Thanks to ASHA’s Evidence Maps, this post’s primary source is a systematic review and meta-analysis by Stevens, Park, & Vaughn (2019). The article investigated interventions for summarizing and main idea identification, which were provided to struggling readers from elementary school to high school.
The Difference Between Retelling and Summarizing
When a student retells a story, they are using story grammar to recount a series of events.
When a student summarizes a text, they are identifying the main idea and key details. The text is expository in nature (versus a narrative).
Here are the highlights…
This systematic review included 30 experimental, quasi-experimental, or single-case design studies published between 1978 and 2016, with a population of students between third and twelfth grade who were identified as struggling readers.
The interventions included a range of summarizing and main idea instructional practices (using a mix of narrative and expository texts), administered across a range of service delivery models (1-4 students per group vs. 5+ students per group, 12 and fewer sessions vs. 13 and more sessions).
The outcomes of the group design studies “were indicated to have a positive effect on struggling readers with an effect size of 0.97” and the single-case design studies “demonstrated strong evidence favoring main idea and summarizing interventions on oral and written retell measures” (Stevens, Park, & Vaughn, 2019). There was no significant difference of intervention effectiveness on group size, frequency of sessions, or students’ ages/grades.

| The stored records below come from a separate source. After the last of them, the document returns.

use serde::{Deserialize, Serialize};
use tracing::debug;

use crate::config::ClusterChoice;
use crate::core::factor_trend::FactorTrack;

const MAX_ITERATIONS: usize = 1000;
const SEED_PERCENTILES: [f64; 3] = [0.25, 0.50, 0.75];

#[derive(Debug, Clone, PartialEq, Serialize, Deserialize)]
pub struct ClusterAssignment {
    pub factor: f64,
    pub score: f64,
    pub cluster: ClusterChoice,
    /// Mean score of the cluster the factor landed in.
    pub centroid: f64,
}

#[derive(Debug, Clone, PartialEq, Serialize, Deserialize)]
pub struct FactorSelection {
    pub factor: f64,
    pub score: f64,
    /// Set when clustering was skipped in favour of the argmax fallback.
    pub degenerate: bool,
    pub assignments: Vec<ClusterAssignment>,
}

/// Picks the factor that represents the configured performance cluster.
#[derive(Debug, Clone)]
pub struct FactorSelector {
    choice: ClusterChoice,
}

impl FactorSelector {
    pub fn new(choice: ClusterChoice) -> Self {
        Self { choice }
    }

    /// Select from live tracks, scoring each by its trailing mean performance.
    /// Returns `None` only when there are no tracks.
    pub fn select(&self, tracks: &[FactorTrack]) -> Option<FactorSelection> {
        let factors: Vec<f64> = tracks.iter().map(|t| t.factor).collect();
        let scores: Vec<f64> = tracks.iter().map(|t| t.score()).collect();
        self.select_scores(&factors, &scores)
    }

    /// Select from parallel `factors` / `scores` slices; factors must be ascending.
    pub fn select_scores(&self, factors: &[f64], scores: &[f64]) -> Option<FactorSelection> {
        if factors.is_empty() || factors.len() != scores.len() {
            return None;
        }

        let valid: Vec<(f64, f64)> = factors
            .iter()
            .zip(scores)
            .filter(|(_, s)| s.is_finite())
            .map(|(&f, &s)| (f, s))
            .collect();

        if valid.len() < 3 || distinct_count(&valid) < 3 {
            debug!(
                valid = valid.len(),
                "degenerate performance scores, using argmax factor"
            );
            return Some(argmax_selection(factors[0], &valid));
        }

        let values: Vec<f64> = valid.iter().map(|&(_, s)| s).collect();
        let (centroids, labels) = kmeans3(&values);

        // Rank clusters by centroid ascending: worst, average, best.
        let mut order = [0usize, 1, 2];
        order.sort_by(|&a, &b| centroids[a].total_cmp(&centroids[b]));
        let mut rank_of = [0usize; 3];
        for (rank, &idx) in order.iter().enumerate() {
            rank_of[idx] = rank;
        }

        let assignments: Vec<ClusterAssignment> = valid
            .iter()
            .zip(&labels)
            .map(|(&(factor, score), &label)| ClusterAssignment {
                factor,
                score,
                cluster: rank_to_choice(rank_of[label]),
                centroid: centroids[label],
            })
            .collect();

        let members: Vec<&ClusterAssignment> = assignments
            .iter()
            .filter(|a| a.cluster == self.choice)
            .collect();

        if members.is_empty() {
            debug!(cluster = %self.choice, "requested cluster is empty, using argmax factor");
            let mut fallback = argmax_selection(factors[0], &valid);
            fallback.assignments = assignments;
            return Some(fallback);
        }

        let factor = members.iter().map(|a| a.factor).sum::<f64>() / members.len() as f64;
        let score = members[0].centroid;

        Some(FactorSelection {
            factor,
            score,
            degenerate: false,
            assignments,
        })
    }
}

fn rank_to_choice(rank: usize) -> ClusterChoice {
    match rank {
        0 => ClusterChoice::Worst,
        1 => ClusterChoice::Average,
        _ => ClusterChoice::Best,
    }
}

fn distinct_count(valid: &[(f64, f64)]) -> usize {
    let mut values: Vec<f64> = valid.iter().map(|&(_, s)| s).collect();
    values.sort_by(|a, b| a.total_cmp(b));
    values.dedup();
    values.len()
}

/// Factor with the highest score; the first (smallest) factor wins ties.
fn argmax_selection(default_factor: f64, valid: &[(f64, f64)]) -> FactorSelection {
    let best = valid.iter().fold(None, |best: Option<(f64, f64)>, &(f, s)| match best {
        Some((_, bs)) if bs >= s => best,
        _ => Some((f, s)),
    });
    let (factor, score) = best.unwrap_or((default_factor, 0.0));
    FactorSelection {
        factor,
        score,
        degenerate: true,
        assignments: Vec::new(),
    }
}

fn percentile(sorted: &[f64], p: f64) -> f64 {
    let pos = p * (sorted.len() - 1) as f64;
    let lo = pos.floor() as usize;
    let hi = pos.ceil() as usize;
    sorted[lo] + (sorted[hi] - sorted[lo]) * (pos - lo as f64)
}

/// Deterministic 1-D k-means with three clusters seeded at the quartiles.
/// Returns the centroids and each value's cluster index.
fn kmeans3(values: &[f64]) -> ([f64; 3], Vec<usize>) {
    let mut sorted = values.to_vec();
    sorted.sort_by(|a, b| a.total_cmp(b));
    let mut centroids = SEED_PERCENTILES.map(|p| percentile(&sorted, p));
    let mut labels: Vec<usize> = Vec::new();

    for _ in 0..MAX_ITERATIONS {
        let next: Vec<usize> = values.iter().map(|&v| nearest(&centroids, v)).collect();
        if next == labels {
            break;
        }
        labels = next;

        for (k, centroid) in centroids.iter_mut().enumerate() {
            let (sum, n) = values
                .iter()
                .zip(&labels)
                .filter(|(_, &l)| l == k)
                .fold((0.0, 0usize), |(s, n), (&v, _)| (s + v, n + 1));
            if n > 0 {
                *centroid = sum / n as f64;
            }
        }
    }

    (centroids, labels)
}

fn nearest(centroids: &[f64; 3], v: f64) -> usize {
    let mut best = 0;
    for k in 1..3 {
        if (v - centroids[k]).abs() < (v - centroids[best]).abs() {
            best = k;
        }
    }
    best
}

#[cfg(test)]
mod tests {
    use super::*;

    const FACTORS: [f64; 6] = [1.0, 1.5, 2.0, 2.5, 3.0, 3.5];

    #[test]
    fn fewer_than_three_distinct_scores_uses_argmax() {
        let sel = FactorSelector::new(ClusterChoice::Best);
        let scores = [0.5, 0.5, 0.5, 0.2, 0.2, 0.2];
        let out = sel.select_scores(&FACTORS, &scores).unwrap();
        assert!(out.degenerate);
        assert_eq!(out.factor, 1.0);
        assert!((out.score - 0.5).abs() < 1e-12);
    }

    #[test]
    fn argmax_tie_breaks_on_smallest_factor() {
        let sel = FactorSelector::new(ClusterChoice::Worst);
        let scores = [0.1, 0.9, 0.9, 0.1, 0.1, 0.9];
        let out = sel.select_scores(&FACTORS, &scores).unwrap();
        assert!(out.degenerate);
        assert_eq!(out.factor, 1.5);
    }

    #[test]
    fn nan_scores_do_not_count_as_valid() {
        let sel = FactorSelector::new(ClusterChoice::Best);
        let scores = [f64::NAN, 0.3, f64::NAN, 0.7, f64::NAN, f64::INFINITY];
        let out = sel.select_scores(&FACTORS, &scores).unwrap();
        assert!(out.degenerate);
        assert_eq!(out.factor, 2.5);
    }

    #[test]
    fn all_nan_falls_back_to_first_factor() {
        let sel = FactorSelector::new(ClusterChoice::Best);
        let out = sel.select_scores(&FACTORS, &[f64::NAN; 6]).unwrap();
        assert!(out.degenerate);
        assert_eq!(out.factor, 1.0);
        assert_eq!(out.score, 0.0);
    }

    #[test]
    fn three_clear_groups_map_to_worst_average_best() {
        let scores = [-1.0, -1.1, 0.0, 0.1, 2.0, 2.1];

        let best = FactorSelector::new(ClusterChoice::Best)
            .select_scores(&FACTORS, &scores)
            .unwrap();
        assert!(!best.degenerate);
        assert!((best.factor - 3.25).abs() < 1e-9);
        assert!((best.score - 2.05).abs() < 1e-9);

        let avg = FactorSelector::new(ClusterChoice::Average)
            .select_scores(&FACTORS, &scores)
            .unwrap();
        assert!((avg.factor - 2.25).abs() < 1e-9);

        let worst = FactorSelector::new(ClusterChoice::Worst)
            .select_scores(&FACTORS, &scores)
            .unwrap();
        assert!((worst.factor - 1.25).abs() < 1e-9);
        assert!((worst.score - -1.05).abs() < 1e-9);

        let clusters: Vec<ClusterChoice> = best.assignments.iter().map(|a| a.cluster).collect();
        assert_eq!(
            clusters,
            vec![
                ClusterChoice::Worst,
                ClusterChoice::Worst,
                ClusterChoice::Average,
                ClusterChoice::Average,
                ClusterChoice::Best,
                ClusterChoice::Best,
            ]
        );
    }

    #[test]
    fn selection_stays_within_factor_bounds() {
        let patterns: [[f64; 6]; 4] = [
            [5.0, -3.0, 0.2, 0.4, 9.0, -7.0],
            [0.0, 0.1, 0.2, 0.3, 0.4, 0.5],
            [1e-9, 2e-9, 1e6, -1e6, 3.0, 3.0],
            [-0.5, -0.4, -0.3, -0.2, -0.1, 0.0],
        ];
        for choice in [ClusterChoice::Worst, ClusterChoice::Average, ClusterChoice::Best] {
            let sel = FactorSelector::new(choice);
            for scores in &patterns {
                let out = sel.select_scores(&FACTORS, scores).unwrap();
                assert!(out.factor >= FACTORS[0] && out.factor <= FACTORS[5]);
            }
        }
    }

    #[test]
    fn repeated_runs_are_identical() {
        let sel = FactorSelector::new(ClusterChoice::Average);
        let scores = [0.3, -0.2, 0.9, 0.05, 0.44, -0.6];
        let a = sel.select_scores(&FACTORS, &scores).unwrap();
        let b = sel.select_scores(&FACTORS, &scores).unwrap();
        assert_eq!(a, b);
    }

    #[test]
    fn kmeans_seeds_at_quartiles() {
        let (centroids, labels) = kmeans3(&[1.0, 2.0, 3.0, 10.0, 11.0, 12.0, 20.0]);
        assert_eq!(labels.len(), 7);
        // Groups {1,2,3}, {10,11,12}, {20}
        assert!((centroids[0] - 2.0).abs() < 1e-9);
        assert!((centroids[1] - 11.0).abs() < 1e-9);
        assert!((centroids[2] - 20.0).abs() < 1e-9);
    }

    #[test]
    fn mismatched_inputs_return_none() {
        let sel = FactorSelector::new(ClusterChoice::Best);
        assert!(sel.select_scores(&[], &[]).is_none());
        assert!(sel.select_scores(&[1.0, 2.0], &[0.1]).is_none());
    }
}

Now that we have an overview of the external evidence, let’s dig deeper and find out what intervention approaches were effective. While we walk through a framework for summarizing and main idea interventions, consider which strategies might be a good fit for your caseload.
1. Preview Text Structure
First things first: what kind of texts and materials will be the base of your intervention?
To generate a summary, students will first need a stimulus, such as a picture scene, passage, story, or video. It’s no secret that we love literacy-based therapy (see previous posts here), and there are endless ways to incorporate summarizing skills into this framework. Depending on your students’ ages and interests, you can incorporate photos and paragraphs, narrative texts such as picture books and fiction articles, nonfiction articles with a range of different text structures, or video clips.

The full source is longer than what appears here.